In October 1809, Wellington, drawing on topographical maps prepared by José Maria das Neves Costa, and making use of a report that was prepared for General Junot in 1807, surveyed the area north of Lisbon with Lieutenant-Colonel Richard Fletcher. Eventually they chose the terrain from Torres Vedras to Lisbon because of its mountainous characteristics. From north to south, great undulations created peaks that straddled deep valleys, great gullies and wide ravines. The rugged and inhospitable area offered numerous possibilities for a stubborn rearguard fight from forts on many of the peaks.

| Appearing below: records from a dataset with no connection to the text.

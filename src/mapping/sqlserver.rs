//! SQL Server wire conversions.

use chrono::{FixedOffset, Offset};

use super::convert::{bind_common, decode_common, interval_micros, mismatch};
use super::options::MappingOptions;
use super::temporal::{parse_date, parse_datetime, parse_datetimeoffset, parse_time};
use super::value::{NativeValue, Value};
use super::TypeMapper;
use crate::error::{Error, Result};
use crate::sql::dialect::helpers::datetimeoffset_text;
use crate::sql::dialect::Dialect;
use crate::sql::types::ValueType;

/// `DATETIMEOFFSET` accepts offsets within ±14:00.
const MAX_OFFSET_SECONDS: i32 = 14 * 3600;

#[derive(Debug, Clone, Copy, Default)]
pub struct SqlServerMapper;

impl TypeMapper for SqlServerMapper {
    fn dialect(&self) -> Dialect {
        Dialect::SqlServer
    }

    fn bind(&self, _options: &MappingOptions, ty: &ValueType, value: &Value) -> Result<NativeValue> {
        // TINYINT is unsigned
        if *ty == ValueType::Int8 {
            if let Some(i) = value.as_i64().filter(|i| *i < 0) {
                return Err(Error::out_of_range(i, "TINYINT"));
            }
        }
        if let Some(bound) = bind_common(ty, value) {
            return bound;
        }

        match (ty, value) {
            (ValueType::Boolean, Value::Bool(b)) => Ok(NativeValue::Bool(*b)),
            (ValueType::Guid, Value::Guid(g)) => Ok(NativeValue::Uuid(*g)),
            (ValueType::Date, Value::Date(d)) => Ok(NativeValue::Date(*d)),
            (ValueType::Time, Value::Time(t)) => Ok(NativeValue::Time(*t)),
            (ValueType::DateTime, Value::DateTime(dt)) => Ok(NativeValue::Timestamp(*dt)),
            (ValueType::DateTimeOffset, Value::DateTimeOffset(dto)) => {
                check_offset(dto.offset().fix())?;
                Ok(NativeValue::TimestampText(datetimeoffset_text(dto)))
            }
            (ValueType::Interval, _) => interval_micros(ty, value).map(NativeValue::Int),
            _ => Err(mismatch(ty, value)),
        }
    }

    fn decode(
        &self,
        _options: &MappingOptions,
        ty: &ValueType,
        native: &NativeValue,
    ) -> Result<Value> {
        if let Some(decoded) = decode_common(ty, native) {
            return decoded;
        }

        let unrecognized = || Error::unrecognized(native, ty);
        match (ty, native) {
            (ValueType::Date, NativeValue::Date(d)) => Ok(Value::Date(*d)),
            (ValueType::Date, NativeValue::Text(s)) => {
                parse_date(s).map(Value::Date).ok_or_else(unrecognized)
            }
            (ValueType::Time, NativeValue::Time(t)) => Ok(Value::Time(*t)),
            (ValueType::Time, NativeValue::Text(s)) => {
                parse_time(s).map(Value::Time).ok_or_else(unrecognized)
            }
            (ValueType::DateTime, NativeValue::Timestamp(dt)) => Ok(Value::DateTime(*dt)),
            (ValueType::DateTime, NativeValue::Text(s)) => {
                parse_datetime(s).map(Value::DateTime).ok_or_else(unrecognized)
            }
            (ValueType::DateTimeOffset, NativeValue::TimestampText(s))
            | (ValueType::DateTimeOffset, NativeValue::Text(s)) => parse_datetimeoffset(s)
                .map(Value::DateTimeOffset)
                .ok_or_else(unrecognized),
            (ValueType::DateTimeOffset, NativeValue::TimestampTz(instant)) => Ok(
                Value::DateTimeOffset(instant.with_timezone(&instant.offset().fix())),
            ),
            _ => Err(unrecognized()),
        }
    }
}

fn check_offset(offset: FixedOffset) -> Result<()> {
    if offset.local_minus_utc().abs() > MAX_OFFSET_SECONDS {
        return Err(Error::out_of_range(offset, "DATETIMEOFFSET"));
    }
    Ok(())
}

Following the decision on the location, Lieutenant-Colonel Richard Fletcher ordered the work to begin on a network of interlocking fortifications, redoubts, escarpments, dams that flooded large areas, and other defences. Roads were also built to enable troops to move rapidly between forts. The work was supervised by Fletcher, assisted by Major John Thomas Jones, and 11 other British Officers, four Portuguese Army Engineers, and two KGL officers. The cost was less than £200,000 according to the Royal Engineers, one of the least expensive but most productive military investments in history.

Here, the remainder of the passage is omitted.